Information provided —
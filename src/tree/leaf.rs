#![allow(unsafe_code)]

//! Persistent leaf nodes.
//!
//! A leaf lives inside the mapped pool and holds up to `L` key/value pairs in
//! unordered slots. A one-byte fingerprint per slot filters probe candidates,
//! an occupancy bitmap names the live slots, and a forward pointer chains the
//! leaf into the ascending leaf list. Payload bytes are plain memory behind
//! `UnsafeCell`; every mutation happens with the leaf's versioned lock held,
//! and optimistic readers validate the version around their reads, so the
//! cells are never written and read without one side detecting the conflict.
//!
//! Slot payload of a *live* slot is immutable: inserts fill a free slot and
//! publish it with a single bitmap store, deletes only clear bitmap bits.
//! Readers that load the bitmap with acquire ordering therefore never observe
//! a half-written pair as live.

use std::cell::UnsafeCell;
use std::sync::atomic::{AtomicU64, Ordering as AtomicOrdering};

use crate::bitset::Bitset;
use crate::pmem::LeafId;

/// Seed for the stable fingerprint hash. Fixed so fingerprints written by one
/// process validate in every later one.
const FINGERPRINT_SEED: u64 = 1;

/// A key/value pair. Keys and values are 64-bit words.
#[repr(C)]
#[derive(Copy, Clone, Debug, PartialEq, Eq)]
pub struct KV {
    /// The key.
    pub key: u64,
    /// The value stored under `key`.
    pub value: u64,
}

impl KV {
    /// Convenience constructor.
    pub const fn new(key: u64, value: u64) -> Self {
        KV { key, value }
    }
}

/// One-byte fingerprint of a key: the low byte of a stable 64-bit hash.
pub(crate) fn one_byte_hash(key: u64) -> u8 {
    (xxhash_rust::xxh64::xxh64(&key.to_le_bytes(), FINGERPRINT_SEED) & 0xff) as u8
}

/// Result of the fused single-pass leaf scan used by delete.
#[derive(Debug, Clone, Copy)]
pub struct LeafStat {
    /// Slot holding `key`, if present.
    pub kv_idx: Option<usize>,
    /// Number of live pairs in the leaf.
    pub count: usize,
    /// Smallest live key excluding `key`; `u64::MAX` when no other key exists.
    pub min_key: u64,
}

/// Persistent leaf node. `L` is the slot capacity, at most 64.
///
/// Field order keeps the fingerprint array at offset zero so it inherits the
/// struct's 64-byte alignment, which the vectorized probe relies on.
#[repr(C, align(64))]
pub struct Leaf<const L: usize> {
    fingerprints: [UnsafeCell<u8>; L],
    bitmap: AtomicU64,
    next: AtomicU64,
    lock: AtomicU64,
    kv_pairs: [UnsafeCell<KV>; L],
}

// Concurrent access to the cells is governed by the versioned lock protocol
// described in the module docs.
unsafe impl<const L: usize> Send for Leaf<L> {}
unsafe impl<const L: usize> Sync for Leaf<L> {}

impl<const L: usize> Leaf<L> {
    /// Fingerprint stored in `slot`.
    pub(crate) fn fingerprint(&self, slot: usize) -> u8 {
        unsafe { *self.fingerprints[slot].get() }
    }

    /// Writes the fingerprint for `slot`. Caller holds the leaf lock.
    pub(crate) fn set_fingerprint(&self, slot: usize, tag: u8) {
        unsafe { *self.fingerprints[slot].get() = tag };
    }

    /// Pair stored in `slot`.
    pub(crate) fn kv(&self, slot: usize) -> KV {
        unsafe { *self.kv_pairs[slot].get() }
    }

    /// Writes the pair for `slot`. Caller holds the leaf lock.
    pub(crate) fn set_kv(&self, slot: usize, kv: KV) {
        unsafe { *self.kv_pairs[slot].get() = kv };
    }

    /// Current occupancy bitmap.
    pub(crate) fn bitmap(&self) -> Bitset<L> {
        Bitset::from_raw(self.bitmap.load(AtomicOrdering::Acquire))
    }

    /// Publishes a new occupancy bitmap in a single store. Caller holds the
    /// leaf lock.
    pub(crate) fn set_bitmap(&self, bitmap: Bitset<L>) {
        self.bitmap.store(bitmap.raw(), AtomicOrdering::Release);
    }

    /// Whether every slot is occupied.
    pub(crate) fn is_full(&self) -> bool {
        self.bitmap().is_full()
    }

    /// Forward pointer in the leaf list.
    pub(crate) fn next(&self) -> Option<LeafId> {
        LeafId::from_raw(self.next.load(AtomicOrdering::Acquire))
    }

    /// Updates the forward pointer. Caller holds the leaf lock (or exclusive
    /// access during split construction and recovery).
    pub(crate) fn set_next(&self, next: Option<LeafId>) {
        self.next.store(LeafId::to_raw(next), AtomicOrdering::Release);
    }

    /// Attempts to take exclusive ownership of the leaf. Returns `false`
    /// instead of spinning so optimistic callers can abort their attempt.
    pub(crate) fn try_lock(&self) -> bool {
        let version = self.lock.load(AtomicOrdering::Relaxed);
        if version & 1 != 0 {
            return false;
        }
        self.lock
            .compare_exchange(
                version,
                version.wrapping_add(1),
                AtomicOrdering::Acquire,
                AtomicOrdering::Relaxed,
            )
            .is_ok()
    }

    /// Releases exclusive ownership, advancing the version so readers that
    /// overlapped the critical section fail validation.
    pub(crate) fn unlock(&self) {
        let version = self.lock.load(AtomicOrdering::Relaxed);
        debug_assert!(version & 1 != 0, "unlock of an unheld leaf lock");
        self.lock
            .store(version.wrapping_add(1), AtomicOrdering::Release);
    }

    /// Current version word; odd means locked.
    pub(crate) fn version(&self) -> u64 {
        self.lock.load(AtomicOrdering::Acquire)
    }

    /// Version word if the leaf is currently unlocked, `None` otherwise.
    /// The start of an optimistic read.
    pub(crate) fn version_stable(&self) -> Option<u64> {
        let version = self.lock.load(AtomicOrdering::Acquire);
        (version & 1 == 0).then_some(version)
    }

    /// Marks a freshly allocated slot as locked without rewinding the version
    /// a stale reader may already have sampled.
    pub(crate) fn seed_lock_locked(&self) {
        self.lock.fetch_or(1, AtomicOrdering::AcqRel);
    }

    /// Advances a freshly allocated slot to an unlocked version.
    pub(crate) fn seed_lock_unlocked(&self) {
        let version = self.lock.load(AtomicOrdering::Relaxed);
        self.lock
            .store((version | 1).wrapping_add(1), AtomicOrdering::Release);
    }

    /// Clears the lock word. Only valid on pool open, before any thread can
    /// observe the leaf.
    pub(crate) fn reset_lock(&self) {
        self.lock.store(0, AtomicOrdering::Relaxed);
    }

    /// Initializes a recycled slot as a single-pair leaf. Caller persists.
    pub(crate) fn init_first(&self, kv: KV, tag: u8) {
        self.seed_lock_unlocked();
        self.set_next(None);
        self.set_bitmap(Bitset::new());
        self.add_kv(kv, tag);
    }

    /// Initializes a recycled slot as a byte-for-byte copy of `src`, born
    /// locked so it stays private until its parent pointer is published.
    /// Caller persists.
    pub(crate) fn init_copy_of(&self, src: &Leaf<L>) {
        self.seed_lock_locked();
        for slot in 0..L {
            self.set_fingerprint(slot, src.fingerprint(slot));
            self.set_kv(slot, src.kv(slot));
        }
        self.set_next(src.next());
        self.set_bitmap(src.bitmap());
    }

    /// Writes a pair into the first free slot. Requires a free slot; callers
    /// serialize through the leaf lock and persist payload before bitmap.
    pub(crate) fn add_kv(&self, kv: KV, tag: u8) -> usize {
        let mut bitmap = self.bitmap();
        let slot = bitmap.first_zero();
        debug_assert!(slot < L, "add_kv on a full leaf");
        self.set_fingerprint(slot, tag);
        self.set_kv(slot, kv);
        bitmap.set(slot);
        self.set_bitmap(bitmap);
        slot
    }

    /// Clears the occupancy bit for `slot`; the payload bytes stay behind.
    pub(crate) fn remove_kv_by_idx(&self, slot: usize) {
        let mut bitmap = self.bitmap();
        debug_assert!(bitmap.test(slot), "remove of a vacant slot");
        bitmap.reset(slot);
        self.set_bitmap(bitmap);
    }

    /// Probes for `key`: one vector compare over the fingerprint array yields
    /// candidate slots, intersected with the bitmap, and only candidates are
    /// key-compared.
    pub(crate) fn find_kv_index(&self, key: u64, tag: u8) -> Option<usize> {
        let mut candidates =
            Bitset::<L>::from_raw(self.probe_mask(tag) & self.bitmap.load(AtomicOrdering::Acquire));
        loop {
            let slot = candidates.first_set();
            if slot == L {
                return None;
            }
            if self.kv(slot).key == key {
                return Some(slot);
            }
            candidates.reset(slot);
        }
    }

    /// Smallest live key, if any.
    pub(crate) fn min_key(&self) -> Option<u64> {
        self.iter_live().map(|kv| kv.key).min()
    }

    /// Fused single-pass scan: live count, slot of `key`, and the minimum key
    /// excluding `key`. The hot path of delete.
    pub(crate) fn get_stat(&self, key: u64) -> LeafStat {
        let mut stat = LeafStat {
            kv_idx: None,
            count: 0,
            min_key: u64::MAX,
        };
        for slot in self.bitmap().iter() {
            let kv = self.kv(slot);
            stat.count += 1;
            if kv.key == key {
                stat.kv_idx = Some(slot);
            } else if kv.key < stat.min_key {
                stat.min_key = kv.key;
            }
        }
        stat
    }

    /// Iterates the live pairs in slot order.
    pub(crate) fn iter_live(&self) -> impl Iterator<Item = KV> + '_ {
        self.bitmap().iter().map(move |slot| self.kv(slot))
    }

    /// Bitmask of slots whose fingerprint equals `tag`, including vacant ones.
    fn probe_mask(&self, tag: u8) -> u64 {
        #[cfg(target_arch = "x86_64")]
        if L % 16 == 0 {
            return unsafe { self.probe_mask_sse2(tag) };
        }
        // Capacities that are not a whole number of vector lanes fall back to
        // the scalar probe, as do non-x86 targets.
        let mut mask = 0u64;
        for slot in 0..L {
            if self.fingerprint(slot) == tag {
                mask |= 1 << slot;
            }
        }
        mask
    }

    /// Compares 16 fingerprints per step against a broadcast of `tag`.
    /// The array is 64-byte aligned, so every 16-byte chunk load is aligned.
    #[cfg(target_arch = "x86_64")]
    unsafe fn probe_mask_sse2(&self, tag: u8) -> u64 {
        use std::arch::x86_64::{_mm_cmpeq_epi8, _mm_load_si128, _mm_movemask_epi8, _mm_set1_epi8};

        let needle = _mm_set1_epi8(tag as i8);
        let base = self.fingerprints.as_ptr() as *const u8;
        let mut mask = 0u64;
        let mut offset = 0;
        while offset < L {
            let chunk = _mm_load_si128(base.add(offset).cast());
            let eq = _mm_cmpeq_epi8(chunk, needle);
            mask |= (_mm_movemask_epi8(eq) as u32 as u64) << offset;
            offset += 16;
        }
        mask
    }

    /// Address of the fingerprint byte for `slot`, for persist-range math.
    pub(crate) fn fingerprint_addr(&self, slot: usize) -> *const u8 {
        self.fingerprints[slot].get() as *const u8
    }

    /// Address of the pair for `slot`, for persist-range math.
    pub(crate) fn kv_addr(&self, slot: usize) -> *const u8 {
        self.kv_pairs[slot].get() as *const u8
    }

    /// Address of the bitmap word, for persist-range math.
    pub(crate) fn bitmap_addr(&self) -> *const u8 {
        &self.bitmap as *const AtomicU64 as *const u8
    }

    /// Address of the forward pointer, for persist-range math.
    pub(crate) fn next_addr(&self) -> *const u8 {
        &self.next as *const AtomicU64 as *const u8
    }
}
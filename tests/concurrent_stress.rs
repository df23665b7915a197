//! Multi-threaded smoke coverage: concurrent operations must agree with some
//! serial order and leave the tree fully intact.

use std::sync::atomic::{AtomicBool, Ordering};
use std::thread;

use fptree::{FpTree, TreeOptions, KV, KV_RECORD_BYTES};
use tempfile::tempdir;

type SmallTree = FpTree<4, 3>;

fn tree_at(dir: &tempfile::TempDir) -> SmallTree {
    FpTree::with_options(TreeOptions {
        pool_path: dir.path().join("pool"),
        pool_size: 16 << 20,
    })
    .unwrap()
}

fn scan_count(tree: &SmallTree, start: u64, n: usize) -> usize {
    let mut buf = vec![0u8; n * KV_RECORD_BYTES];
    tree.range_scan(start, n, &mut buf)
}

#[test]
fn disjoint_writers_preserve_all_keys() {
    let dir = tempdir().unwrap();
    let tree = tree_at(&dir);
    const WRITERS: u64 = 4;
    const PER_WRITER: u64 = 250;

    thread::scope(|scope| {
        for writer in 0..WRITERS {
            let tree = &tree;
            scope.spawn(move || {
                let base = writer * 10_000;
                for offset in 0..PER_WRITER {
                    let key = base + offset;
                    assert!(tree.insert(KV::new(key, key + 1)));
                }
            });
        }
    });

    for writer in 0..WRITERS {
        for offset in 0..PER_WRITER {
            let key = writer * 10_000 + offset;
            assert_eq!(tree.find(key), Some(key + 1), "key {key} missing");
        }
    }
    assert_eq!(
        scan_count(&tree, 0, (WRITERS * PER_WRITER) as usize + 10),
        (WRITERS * PER_WRITER) as usize
    );
}

#[test]
fn readers_run_against_writers() {
    let dir = tempdir().unwrap();
    let tree = tree_at(&dir);
    for key in 0..500u64 {
        assert!(tree.insert(KV::new(key, key)));
    }
    let done = AtomicBool::new(false);

    thread::scope(|scope| {
        let writer_tree = &tree;
        let done_flag = &done;
        scope.spawn(move || {
            for key in 500..1500u64 {
                assert!(writer_tree.insert(KV::new(key, key)));
            }
            for key in (0..500u64).step_by(2) {
                assert!(writer_tree.delete(key));
            }
            done_flag.store(true, Ordering::Release);
        });

        for _ in 0..3 {
            let reader_tree = &tree;
            let done_flag = &done;
            scope.spawn(move || {
                let mut rounds = 0u64;
                while !done_flag.load(Ordering::Acquire) || rounds < 50 {
                    // odd keys are never deleted and must stay visible
                    for key in (1..500u64).step_by(2) {
                        assert_eq!(reader_tree.find(key), Some(key));
                    }
                    let _ = scan_count(reader_tree, 0, 64);
                    rounds += 1;
                    if rounds > 10_000 {
                        break;
                    }
                }
            });
        }
    });

    for key in 0..1500u64 {
        let expected = if key < 500 && key % 2 == 0 { None } else { Some(key) };
        assert_eq!(tree.find(key), expected);
    }
}

#[test]
fn concurrent_updates_converge_to_a_written_value() {
    let dir = tempdir().unwrap();
    let tree = tree_at(&dir);
    const KEYS: u64 = 50;
    for key in 0..KEYS {
        assert!(tree.insert(KV::new(key, u64::MAX)));
    }

    thread::scope(|scope| {
        for worker in 1..=4u64 {
            let tree = &tree;
            scope.spawn(move || {
                for key in 0..KEYS {
                    assert!(tree.update(KV::new(key, worker * 1000 + key)));
                }
            });
        }
    });

    for key in 0..KEYS {
        let value = tree.find(key).expect("updated key vanished");
        let worker = value / 1000;
        assert!((1..=4).contains(&worker), "value {value} never written");
        assert_eq!(value % 1000, key);
    }
}

#[test]
fn concurrent_deletes_partition_cleanly() {
    let dir = tempdir().unwrap();
    let tree = tree_at(&dir);
    for key in 0..800u64 {
        assert!(tree.insert(KV::new(key, key)));
    }

    thread::scope(|scope| {
        for worker in 0..4u64 {
            let tree = &tree;
            scope.spawn(move || {
                // each worker owns keys congruent to it mod 4
                for key in (worker..800).step_by(4) {
                    assert!(tree.delete(key), "delete of {key} failed");
                }
            });
        }
    });

    assert_eq!(scan_count(&tree, 0, 1000), 0);
    assert_eq!(tree.find(400), None);
    // the emptied tree accepts new state
    assert!(tree.insert(KV::new(42, 4242)));
    assert_eq!(tree.find(42), Some(4242));
}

Task description —
Write out the listing exactly from its first line to the line containing "reads, so the". Both of those lines belong in the answer.

Problem solution —
filename src/tree/leaf.rs
#![allow(unsafe_code)]

//! Persistent leaf nodes.
//!
//! A leaf lives inside the mapped pool and holds up to `L` key/value pairs in
//! unordered slots. A one-byte fingerprint per slot filters probe candidates,
//! an occupancy bitmap names the live slots, and a forward pointer chains the
//! leaf into the ascending leaf list. Payload bytes are plain memory behind
//! `UnsafeCell`; every mutation happens with the leaf's versioned lock held,
//! and optimistic readers validate the version around their reads, so the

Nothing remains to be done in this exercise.